The study, published in , Nature Human Behaviour,  , recorded brain activity over 100 hours of natural, open-ended conversations using a technique called electrocorticography (ECoG ).
To analyze this data, the team used a speech-to-text type called Whisper, which helps break down speech into three levels: basic sound, speech patterns, and the meaning of words. These pieces were then compared to head action using sophisticated computer models.
The findings showed that the construction could anticipate mental exercise with great accuracy. Yet when applied to conversations that were not part of the original information, the concept properly matched different parts of the brain to certain language works.
For example, areas involved in hearing and speaking aligned with good and speech patterns, while sections involved in higher-level knowledge aligned with the meanings of words.
The study also found that the mental processes speech in a sequence. Before we speak, our mind moves from thinking about terms to forming looks, while after we listen, it works downward to create impression of what was said.
The model used in this research was more powerful than older methods at capturing these complicated processes.
” Our conclusions help us understand how the brain processes meetings in real-life configurations”, said Dr. Goldstein.

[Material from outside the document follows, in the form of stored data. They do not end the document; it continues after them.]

use crate::error::{ModelError, ModelResult};
use serde::{Deserialize, Serialize};

const TOROBO_MIN: [f32; 16] = [
    -65.0, -40.0, -155.0, -45.0, -155.0, -100.0, -65.0, -40.0, -155.0, -45.0, -155.0, -100.0,
    -75.0, -20.0, -85.0, -40.0,
];
const TOROBO_MAX: [f32; 16] = [
    245.0, 100.0, 155.0, 110.0, 155.0, 100.0, 245.0, 100.0, 155.0, 110.0, 155.0, 100.0, 75.0,
    50.0, 85.0, 40.0,
];

/// Per-joint value range of a robot.
#[derive(Serialize, Deserialize, Debug, Clone, PartialEq)]
pub struct JointLimits {
    pub name: String,
    pub min: Vec<f32>,
    pub max: Vec<f32>,
}

impl JointLimits {
    pub fn cartesian() -> Self {
        Self {
            name: "cartesian".to_string(),
            min: vec![-50.0; 3],
            max: vec![50.0; 3],
        }
    }

    pub fn torobo() -> Self {
        Self {
            name: "torobo".to_string(),
            min: TOROBO_MIN.to_vec(),
            max: TOROBO_MAX.to_vec(),
        }
    }

    pub fn generic(min: Vec<f32>, max: Vec<f32>) -> ModelResult<Self> {
        let limits = Self {
            name: "generic".to_string(),
            min,
            max,
        };
        limits.validate()?;
        Ok(limits)
    }

    /// `generic` takes its limits from `min`/`max`; the named robots ignore them.
    pub fn by_name(name: &str, min: &[f32], max: &[f32]) -> ModelResult<Self> {
        match name.to_ascii_lowercase().as_str() {
            "cartesian" => Ok(Self::cartesian()),
            "torobo" => Ok(Self::torobo()),
            "generic" => Self::generic(min.to_vec(), max.to_vec()),
            other => Err(ModelError::InvalidConfig {
                key: "robot".to_string(),
                reason: format!("unknown robot '{}'", other),
            }),
        }
    }

    pub fn dof(&self) -> usize {
        self.min.len()
    }

    pub fn range(&self, joint: usize) -> f32 {
        self.max[joint] - self.min[joint]
    }

    fn validate(&self) -> ModelResult<()> {
        if self.min.is_empty() || self.min.len() != self.max.len() {
            return Err(ModelError::InvalidConfig {
                key: "jmin/jmax".to_string(),
                reason: format!(
                    "need one min and one max per joint, got {} and {}",
                    self.min.len(),
                    self.max.len()
                ),
            });
        }
        if let Some(joint) = (0..self.dof()).find(|&j| !(self.range(j) > 0.0)) {
            return Err(ModelError::InvalidConfig {
                key: "jmin/jmax".to_string(),
                reason: format!("joint {} has an empty range", joint),
            });
        }
        Ok(())
    }
}
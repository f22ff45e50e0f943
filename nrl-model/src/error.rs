use std::path::PathBuf;

#[derive(Debug, PartialEq)]
pub enum ModelError {
    AllocationFailed {
        what: String,
        requested: usize,
    },
    ChecksumMismatch {
        key: String,
        expected: usize,
        actual: usize,
    },
    DimensionMismatch {
        what: String,
        expected: usize,
        actual: usize,
    },
    ExperimentDisabled,
    InvalidConfig {
        key: String,
        reason: String,
    },
    InvalidDataset {
        reason: String,
    },
    InvalidParameterFile {
        path: PathBuf,
        reason: String,
    },
    InvalidSequence {
        index: usize,
        num_sequences: usize,
    },
    InvalidTimeStep {
        time: usize,
        length: usize,
    },
    Io {
        path: PathBuf,
        reason: String,
    },
    MissingParameterFile {
        path: PathBuf,
    },
}

impl std::fmt::Display for ModelError {
    fn fmt(&self, f: &mut std::fmt::Formatter<'_>) -> std::fmt::Result {
        match self {
            ModelError::AllocationFailed { what, requested } => write!(
                f,
                "Failed to allocate {} bytes for {}",
                requested, what
            ),
            ModelError::ChecksumMismatch {
                key,
                expected,
                actual,
            } => write!(
                f,
                "'{}' lists {} entries but the network has {} layers",
                key, actual, expected
            ),
            ModelError::DimensionMismatch {
                what,
                expected,
                actual,
            } => write!(
                f,
                "Dimension mismatch for {}. Expected: {}, Actual: {}",
                what, expected, actual
            ),
            ModelError::ExperimentDisabled => {
                write!(f, "Experiment mode is not enabled")
            }
            ModelError::InvalidConfig { key, reason } => {
                write!(f, "Invalid configuration '{}': {}", key, reason)
            }
            ModelError::InvalidDataset { reason } => write!(f, "Invalid dataset: {}", reason),
            ModelError::InvalidParameterFile { path, reason } => write!(
                f,
                "Parameter file '{}' is invalid: {}",
                path.display(),
                reason
            ),
            ModelError::InvalidSequence {
                index,
                num_sequences,
            } => write!(
                f,
                "Sequence '{}' does not exist. The model holds {} sequences",
                index, num_sequences
            ),
            ModelError::InvalidTimeStep { time, length } => write!(
                f,
                "Time step '{}' is outside a sequence of {} steps",
                time, length
            ),
            ModelError::Io { path, reason } => {
                write!(f, "I/O error on '{}': {}", path.display(), reason)
            }
            ModelError::MissingParameterFile { path } => {
                write!(f, "Parameter file '{}' is missing", path.display())
            }
        }
    }
}

impl std::error::Error for ModelError {}

pub type ModelResult<T> = std::result::Result<T, ModelError>;
use crate::{
    context::Context,
    error::{ModelError, ModelResult},
    layer::{Layer, LayerConfig},
    optimizer::{optimize, Adam, Optimizable, Param},
    store::{self, NamedParams, NamedParamsMut, Staged},
    utils::{add_outer, kaiming_uniform, softmax, uniform_bias, Noise, NON_ZERO},
};
use logging_timer::time;
use ndarray::{Array1, Ix1, Ix2};
use serde::{Deserialize, Serialize};
use std::{ops::AddAssign, path::Path};

/// One decoded time step: a categorical distribution per output dimension.
pub type Frame = Vec<Array1<f32>>;
pub type Sequence = Vec<Frame>;

#[derive(Serialize, Deserialize, Debug, Clone, PartialEq)]
pub struct NetworkConfig {
    pub d: Vec<usize>,
    pub z: Vec<usize>,
    pub tau: Vec<f32>,
    pub w: Vec<f32>,
    /// First-step KL weights. Empty means `w`.
    #[serde(default)]
    pub w1: Vec<f32>,
    pub gen_time_thres: usize,
    pub seed: u64,
    pub noise: bool,
}

impl NetworkConfig {
    pub fn layer_num(&self) -> usize {
        self.d.len()
    }

    fn checksum(&self) -> ModelResult<()> {
        let layer_num = self.layer_num();
        if layer_num == 0 {
            return Err(ModelError::InvalidConfig {
                key: "d".to_string(),
                reason: "at least one layer is required".to_string(),
            });
        }
        let mut lists = vec![
            ("z", self.z.len()),
            ("t", self.tau.len()),
            ("w", self.w.len()),
        ];
        if !self.w1.is_empty() {
            lists.push(("w1", self.w1.len()));
        }
        for (key, actual) in lists {
            if actual != layer_num {
                return Err(ModelError::ChecksumMismatch {
                    key: key.to_string(),
                    expected: layer_num,
                    actual,
                });
            }
        }
        Ok(())
    }

    fn w1(&self) -> &[f32] {
        if self.w1.is_empty() {
            &self.w
        } else {
            &self.w1
        }
    }
}

/// Sizes the network takes from the dataset.
#[derive(Serialize, Deserialize, Debug, Clone, PartialEq)]
pub struct DataShape {
    pub prim_num: usize,
    pub prim_len: usize,
    pub units_per_dim: Vec<usize>,
}

#[derive(Serialize, Deserialize, Debug, Clone, Copy, Default, PartialEq)]
pub struct Losses {
    pub rec: f32,
    pub reg: f32,
    pub loss: f32,
}

impl AddAssign for Losses {
    fn add_assign(&mut self, other: Self) {
        self.rec += other.rec;
        self.reg += other.reg;
        self.loss += other.loss;
    }
}

impl Losses {
    pub fn is_finite(&self) -> bool {
        self.rec.is_finite() && self.reg.is_finite() && self.loss.is_finite()
    }
}

/// Linear + softmax decoder for one output dimension.
#[derive(Debug, Clone, PartialEq)]
pub struct OutputHead {
    pub w: Param<Ix2>,
    pub b: Param<Ix1>,
}

impl OutputHead {
    pub fn decode(&self, d: &Array1<f32>) -> Array1<f32> {
        softmax(&(self.w.value.dot(d) + &self.b.value))
    }

    fn named(&self) -> NamedParams {
        vec![
            ("w", &self.w as &dyn Optimizable),
            ("b", &self.b as &dyn Optimizable),
        ]
    }

    fn named_mut(&mut self) -> NamedParamsMut {
        vec![
            ("w", &mut self.w as &mut dyn Optimizable),
            ("b", &mut self.b as &mut dyn Optimizable),
        ]
    }
}

/// Σ y·ln(y/x) over one categorical distribution.
pub fn cross_entropy(x: &Array1<f32>, y: &Array1<f32>) -> f32 {
    x.iter()
        .zip(y.iter())
        .map(|(&x, &y)| y * (y / (x + NON_ZERO) + NON_ZERO).ln())
        .sum()
}

#[derive(Debug, Clone, PartialEq)]
struct Window {
    seq: usize,
    size: usize,
    cur_time: usize,
}

/// Stack of layers, index 0 at the bottom, with one decoding head per output dimension.
#[derive(Debug, Clone)]
pub struct Network {
    config: NetworkConfig,
    shape: DataShape,
    layers: Vec<Layer>,
    contexts: Vec<Context>,
    heads: Vec<OutputHead>,
    rec_coef: f32,
    reg_coef: f32,
    noise: Noise,
    window: Option<Window>,
}
use ndarray::Array1;

/// Per-layer exchange record.
///
/// The network rewrites every field once per time step, before any layer
/// steps, so layers only ever read neighbour state from the previous step.
#[derive(Debug, Clone, PartialEq)]
pub struct Context {
    /// Prior deterministic state of the layer above at `t-1`. Empty for the top layer.
    pub dp_top: Array1<f32>,
    /// Posterior deterministic state of the layer above at `t-1`. Empty for the top layer.
    pub dq_top: Array1<f32>,
    /// Gradient on this layer's `d_p` from the layer below, which reads it as top context.
    pub g_dp_context: Array1<f32>,
    /// Same for `d_q`.
    pub g_dq_context: Array1<f32>,
    /// Reconstruction gradient on `d_q`. Nonzero only at the bottom layer.
    pub g_dqloss: Array1<f32>,
}

impl Context {
    pub fn new(d_num: usize, d_num_top: usize) -> Self {
        Self {
            dp_top: Array1::zeros(d_num_top),
            dq_top: Array1::zeros(d_num_top),
            g_dp_context: Array1::zeros(d_num),
            g_dq_context: Array1::zeros(d_num),
            g_dqloss: Array1::zeros(d_num),
        }
    }

    pub fn clear(&mut self) {
        self.dp_top.fill(0.0);
        self.dq_top.fill(0.0);
        self.clear_gradients();
    }

    pub fn clear_gradients(&mut self) {
        self.g_dp_context.fill(0.0);
        self.g_dq_context.fill(0.0);
        self.g_dqloss.fill(0.0);
    }

    pub fn top(&self, posterior: bool) -> Option<&Array1<f32>> {
        let top = if posterior { &self.dq_top } else { &self.dp_top };
        if top.is_empty() {
            None
        } else {
            Some(top)
        }
    }
}
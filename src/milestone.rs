use crate::models::MilestoneView;

pub const MILESTONE_STEP: u32 = 10;

#[derive(Debug, Clone, Copy, PartialEq, Eq, Default)]
pub enum MilestoneState {
    #[default]
    Idle,
    Celebrating { milestone: u32 },
}

/// Tracks which streak milestones have been celebrated during this process.
///
/// A milestone is a positive multiple of [`MILESTONE_STEP`]. Each value opens
/// the dialog at most once: `highest_shown` only grows, and is reset by
/// constructing a new notifier (i.e. on restart).
#[derive(Debug, Clone, Default)]
pub struct MilestoneNotifier {
    state: MilestoneState,
    highest_shown: u32,
}

impl MilestoneNotifier {
    pub fn new() -> Self {
        Self::default()
    }

    /// Feeds the latest streak. Returns true when this call opened the dialog.
    pub fn observe(&mut self, streak: u32) -> bool {
        if !is_milestone(streak) || streak <= self.highest_shown {
            return false;
        }
        self.highest_shown = streak;
        self.state = MilestoneState::Celebrating { milestone: streak };
        true
    }

    pub fn dismiss(&mut self) {
        self.state = MilestoneState::Idle;
    }

    pub fn state(&self) -> MilestoneState {
        self.state
    }

    pub fn highest_shown(&self) -> u32 {
        self.highest_shown
    }

    pub fn view(&self) -> MilestoneView {
        let milestone = match self.state {
            MilestoneState::Idle => None,
            MilestoneState::Celebrating { milestone } => Some(milestone),
        };
        MilestoneView {
            celebrating: milestone.is_some(),
            milestone,
            highest_shown: self.highest_shown,
        }
    }
}

pub fn is_milestone(streak: u32) -> bool {
    streak > 0 && streak % MILESTONE_STEP == 0
}
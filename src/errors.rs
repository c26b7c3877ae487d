use axum::http::StatusCode;
use std::fmt;

/// Request failure rendered as a plain-text response.
#[derive(Debug)]
pub struct AppError {
    pub status: StatusCode,
    pub message: String,
}

impl AppError {
    pub fn bad_request(message: impl Into<String>) -> Self {
        Self {
            status: StatusCode::BAD_REQUEST,
            message: message.into(),
        }
    }

    pub fn malformed(field: &str, expected: &str, got: &str) -> Self {
        Self::bad_request(format!("{field} must be formatted as {expected}, got '{got}'"))
    }

    pub fn internal(err: impl std::error::Error) -> Self {
        Self {
            status: StatusCode::INTERNAL_SERVER_ERROR,
            message: err.to_string(),
        }
    }
}

impl fmt::Display for AppError {
    fn fmt(&self, f: &mut fmt::Formatter<'_>) -> fmt::Result {
        write!(f, "{}: {}", self.status, self.message)
    }
}

impl std::error::Error for AppError {}

impl From<std::io::Error> for AppError {
    fn from(err: std::io::Error) -> Self {
        Self::internal(err)
    }
}

impl axum::response::IntoResponse for AppError {
    fn into_response(self) -> axum::response::Response {
        if self.status.is_server_error() {
            tracing::error!("request failed: {self}");
        }
        (self.status, self.message).into_response()
    }
}
#[cfg(test)]
mod tests {
    use super::*;
    use crate::calendar::{build_month_view, MonthRef};
    use crate::models::{CalendarStore, StatusKind};
    use chrono::NaiveDate;

    fn idle() -> MilestoneView {
        MilestoneView {
            celebrating: false,
            milestone: None,
            highest_shown: 0,
        }
    }

    #[test]
    fn page_has_one_cell_per_day_and_leading_blanks() {
        let month = MonthRef::new(2026, 10).unwrap();
        let today = NaiveDate::from_ymd_opt(2026, 10, 17).unwrap();
        let view = build_month_view(&CalendarStore::default(), month, today);
        let html = render_index(&view, 0, &idle());

        assert_eq!(html.matches("<details class=\"day").count(), 31);
        assert_eq!(html.matches("class=\"blank\"").count(), 4);
        assert!(html.contains("<h2>October 2026</h2>"));
        assert!(html.contains("href=\"/?month=2026-09\""));
        assert!(html.contains("href=\"/?month=2026-11\""));
        assert!(html.contains("class=\"day today\" data-date=\"2026-10-17\""));
        assert!(html.contains("id=\"milestone\" hidden"));
        assert!(!html.contains("{{"));
    }

    #[test]
    fn notes_are_escaped_and_status_classes_applied() {
        let mut store = CalendarStore::default();
        let day = NaiveDate::from_ymd_opt(2026, 10, 2).unwrap();
        store.toggle_status(day, StatusKind::Completed);
        store.set_note(day, "<script>\"x\" & y</script>");
        let view = build_month_view(&store, MonthRef::new(2026, 10).unwrap(), day);
        let html = render_index(&view, 1, &idle());

        assert!(html.contains("class=\"day today completed\" data-date=\"2026-10-02\""));
        assert!(html.contains("value=\"&lt;script&gt;&quot;x&quot; &amp; y&lt;/script&gt;\""));
        assert!(!html.contains("<script>\"x\""));
    }

    #[test]
    fn celebrating_page_shows_dialog() {
        let month = MonthRef::new(2026, 10).unwrap();
        let view = build_month_view(&CalendarStore::default(), month, month.first_day());
        let milestone = MilestoneView {
            celebrating: true,
            milestone: Some(20),
            highest_shown: 20,
        };
        let html = render_index(&view, 20, &milestone);
        assert!(html.contains("id=\"milestone\" >"));
        assert!(html.contains("<strong id=\"milestone-days\">20</strong>"));
    }
}
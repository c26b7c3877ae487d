use crate::calendar::{build_month_view, MonthRef, MonthView};
use crate::errors::AppError;
use crate::models::{
    date_key, parse_date_key, DayResponse, MilestoneView, MonthForm, MonthQuery,
    MutationResponse, NoteForm, NoteRequest, StatusKind, StreakResponse, TodayResponse,
    ToggleRequest,
};
use crate::state::AppState;
use crate::storage::persist_data;
use crate::streak::streak_at;
use crate::ui::render_index;
use axum::{
    extract::{Path, Query, State},
    response::{Html, Redirect},
    Form, Json,
};
use chrono::{Local, NaiveDate};
use serde::Serialize;
use tracing::info;

#[derive(Debug, Serialize)]
pub struct CalendarResponse {
    #[serde(flatten)]
    pub view: MonthView,
    pub today: String,
    pub streak: u32,
    pub milestone: MilestoneView,
}

pub async fn index(
    State(state): State<AppState>,
    Query(query): Query<MonthQuery>,
) -> Result<Html<String>, AppError> {
    let calendar = load_calendar(&state, query.month.as_deref()).await?;
    Ok(Html(render_index(
        &calendar.view,
        calendar.streak,
        &calendar.milestone,
    )))
}

pub async fn get_calendar(
    State(state): State<AppState>,
    Query(query): Query<MonthQuery>,
) -> Result<Json<CalendarResponse>, AppError> {
    Ok(Json(load_calendar(&state, query.month.as_deref()).await?))
}

pub async fn get_today(State(state): State<AppState>) -> Result<Json<TodayResponse>, AppError> {
    let today = today();
    let store = state.store.lock().await;
    let record = store.record(today);
    let streak = streak_at(&store, today);
    drop(store);
    observe_streak(&state, streak).await;

    Ok(Json(TodayResponse {
        date: date_key(today),
        day: DayResponse::new(today, &record),
        streak,
    }))
}

pub async fn get_streak(State(state): State<AppState>) -> Result<Json<StreakResponse>, AppError> {
    let today = today();
    let streak = {
        let store = state.store.lock().await;
        streak_at(&store, today)
    };
    let milestone = observe_streak(&state, streak).await;

    Ok(Json(StreakResponse {
        date: date_key(today),
        streak,
        milestone,
    }))
}

pub async fn get_day(
    State(state): State<AppState>,
    Path(date): Path<String>,
) -> Result<Json<DayResponse>, AppError> {
    let date = parse_date(&date)?;
    let store = state.store.lock().await;
    Ok(Json(DayResponse::new(date, &store.record(date))))
}

pub async fn toggle(
    State(state): State<AppState>,
    Path(date): Path<String>,
    Json(payload): Json<ToggleRequest>,
) -> Result<Json<MutationResponse>, AppError> {
    let date = parse_date(&date)?;
    let kind = parse_kind(&payload.kind)?;
    Ok(Json(apply_toggle(&state, date, kind).await?))
}

pub async fn set_note(
    State(state): State<AppState>,
    Path(date): Path<String>,
    Json(payload): Json<NoteRequest>,
) -> Result<Json<MutationResponse>, AppError> {
    let date = parse_date(&date)?;
    Ok(Json(apply_note(&state, date, payload.note).await?))
}

pub async fn dismiss(State(state): State<AppState>) -> Json<MilestoneView> {
    Json(dismiss_milestone(&state).await)
}

pub async fn toggle_form(
    State(state): State<AppState>,
    Path((date, kind)): Path<(String, String)>,
    Form(form): Form<MonthForm>,
) -> Result<Redirect, AppError> {
    let date = parse_date(&date)?;
    let kind = parse_kind(&kind)?;
    apply_toggle(&state, date, kind).await?;
    Ok(redirect_to_month(form.month.as_deref(), date))
}

pub async fn note_form(
    State(state): State<AppState>,
    Path(date): Path<String>,
    Form(form): Form<NoteForm>,
) -> Result<Redirect, AppError> {
    let date = parse_date(&date)?;
    apply_note(&state, date, form.note).await?;
    Ok(redirect_to_month(form.month.as_deref(), date))
}

pub async fn dismiss_form(
    State(state): State<AppState>,
    Form(form): Form<MonthForm>,
) -> Redirect {
    dismiss_milestone(&state).await;
    match form.month.as_deref().and_then(|month| month.parse::<MonthRef>().ok()) {
        Some(month) => Redirect::to(&format!("/?month={month}")),
        None => Redirect::to("/"),
    }
}

async fn load_calendar(state: &AppState, month: Option<&str>) -> Result<CalendarResponse, AppError> {
    let today = today();
    let month = resolve_month(month, today)?;
    let (view, streak) = {
        let store = state.store.lock().await;
        (build_month_view(&store, month, today), streak_at(&store, today))
    };
    let milestone = observe_streak(state, streak).await;

    Ok(CalendarResponse {
        view,
        today: date_key(today),
        streak,
        milestone,
    })
}

async fn apply_toggle(
    state: &AppState,
    date: NaiveDate,
    kind: StatusKind,
) -> Result<MutationResponse, AppError> {
    let mut store = state.store.lock().await;
    let record = store.toggle_status(date, kind);
    persist_data(&state.data_path, &store).await?;
    info!(date = %date_key(date), %kind, status = ?record.status, "toggled day");

    let streak = streak_at(&store, today());
    let milestone = observe_streak(state, streak).await;
    Ok(MutationResponse {
        day: DayResponse::new(date, &record),
        streak,
        milestone,
    })
}

async fn apply_note(
    state: &AppState,
    date: NaiveDate,
    note: String,
) -> Result<MutationResponse, AppError> {
    let mut store = state.store.lock().await;
    let record = store.set_note(date, note);
    persist_data(&state.data_path, &store).await?;
    info!(date = %date_key(date), len = record.note.len(), "updated note");

    let streak = streak_at(&store, today());
    let milestone = observe_streak(state, streak).await;
    Ok(MutationResponse {
        day: DayResponse::new(date, &record),
        streak,
        milestone,
    })
}

async fn observe_streak(state: &AppState, streak: u32) -> MilestoneView {
    let mut milestones = state.milestones.lock().await;
    if milestones.observe(streak) {
        info!(streak, "streak milestone reached");
    }
    milestones.view()
}

async fn dismiss_milestone(state: &AppState) -> MilestoneView {
    let mut milestones = state.milestones.lock().await;
    milestones.dismiss();
    milestones.view()
}

fn resolve_month(month: Option<&str>, today: NaiveDate) -> Result<MonthRef, AppError> {
    match month.map(str::trim).filter(|month| !month.is_empty()) {
        Some(month) => month.parse().map_err(AppError::bad_request),
        None => Ok(MonthRef::containing(today)),
    }
}

fn redirect_to_month(month: Option<&str>, date: NaiveDate) -> Redirect {
    let month = month
        .and_then(|month| month.parse::<MonthRef>().ok())
        .unwrap_or_else(|| MonthRef::containing(date));
    Redirect::to(&format!("/?month={month}"))
}

fn parse_date(value: &str) -> Result<NaiveDate, AppError> {
    parse_date_key(value).ok_or_else(|| AppError::malformed("date", "YYYY-MM-DD", value))
}

fn parse_kind(value: &str) -> Result<StatusKind, AppError> {
    value.parse().map_err(AppError::bad_request)
}

fn today() -> NaiveDate {
    Local::now().date_naive()
}

#[cfg(test)]
mod tests {
    use super::*;

    #[test]
    fn empty_month_query_falls_back_to_today() {
        let today = NaiveDate::from_ymd_opt(2026, 10, 17).unwrap();
        assert_eq!(resolve_month(None, today).unwrap().key(), "2026-10");
        assert_eq!(resolve_month(Some("  "), today).unwrap().key(), "2026-10");
        assert_eq!(resolve_month(Some("2025-02"), today).unwrap().key(), "2025-02");
    }

    #[test]
    fn bad_inputs_are_client_errors() {
        let today = NaiveDate::from_ymd_opt(2026, 10, 17).unwrap();
        assert_eq!(
            resolve_month(Some("2025/02"), today).unwrap_err().status,
            axum::http::StatusCode::BAD_REQUEST
        );
        assert_eq!(
            parse_date("17-10-2026").unwrap_err().status,
            axum::http::StatusCode::BAD_REQUEST
        );
        assert_eq!(
            parse_kind("skipped").unwrap_err().status,
            axum::http::StatusCode::BAD_REQUEST
        );
    }
}
use crate::handlers;
use crate::state::AppState;
use axum::{routing::{get, post, put}, Router};

pub fn router(state: AppState) -> Router {
    Router::new()
        .route("/", get(handlers::index))
        .route("/day/:date/toggle/:kind", post(handlers::toggle_form))
        .route("/day/:date/note", post(handlers::note_form))
        .route("/milestone/dismiss", post(handlers::dismiss_form))
        .route("/api/today", get(handlers::get_today))
        .route("/api/calendar", get(handlers::get_calendar))
        .route("/api/streak", get(handlers::get_streak))
        .route("/api/days/:date", get(handlers::get_day))
        .route("/api/days/:date/toggle", post(handlers::toggle))
        .route("/api/days/:date/note", put(handlers::set_note))
        .route("/api/milestone/dismiss", post(handlers::dismiss))
        .with_state(state)
}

” By connecting various levels of language, we’re uncovering the concepts behind something we all do naturally—talking and understanding each another”.
This study has possible practical uses, from improving speech recognition technology to developing better resources for people with communication problems. It also offers new insights into how the mind makes conversation feeling so smooth, whether it’s chatting with a colleague or engaging in a conversation.
The study marks an important step toward building more advanced tools to study how the brain handles language in real-world situations.
About this speech processing and neuroscience research news
Author: Yarden Mills
Source: Hebrew University of Jerusalem
Contact: Yarden Mills – Hebrew University of Jerusalem
Image: The image is credited to Neuroscience News
Original Research: Open access.
” A unified acoustic-to-speech-to-language embedding space captures the neural basis of natural language processing in everyday conversations” by Ariel Goldstein et al. Nature Human Behavior
Abstract
A unified acoustic-to-speech-to-language embedding space captures the neural basis of natural language processing in everyday conversations
This study introduces a unified computational framework connecting acoustic, speech and word-level linguistic structures to study the neural basis of everyday conversations in the human brain.
We used electrocorticography to record neural signals across 100 h of speech production and comprehension as participants engaged in open-ended real-life conversations. We extracted low-level acoustic, mid-level speech and contextual word embeddings from a multimodal speech-to-text model ( Whisper ).
We developed encoding models that linearly map these embeddings onto brain activity during speech production and comprehension.
Remarkably, this model accurately predicts neural activity at each level of the language processing hierarchy across hours of new conversations not used in training the model.
The internal processing hierarchy in the model is aligned with the cortical hierarchy for speech and language processing, where sensory and motor regions better align with the model’s speech embeddings, and higher-level language areas better align with the model’s language embeddings.
The Whisper model captures the temporal sequence of language-to-speech encoding before word articulation ( speech production ) and speech-to-language encoding post articulation ( speech comprehension ). The embeddings learned by this model outperform symbolic models in capturing neural activity supporting natural speech and language.
These findings support a paradigm shift towards unified computational models that capture the entire processing hierarchy for speech comprehension and production in real-world conversations.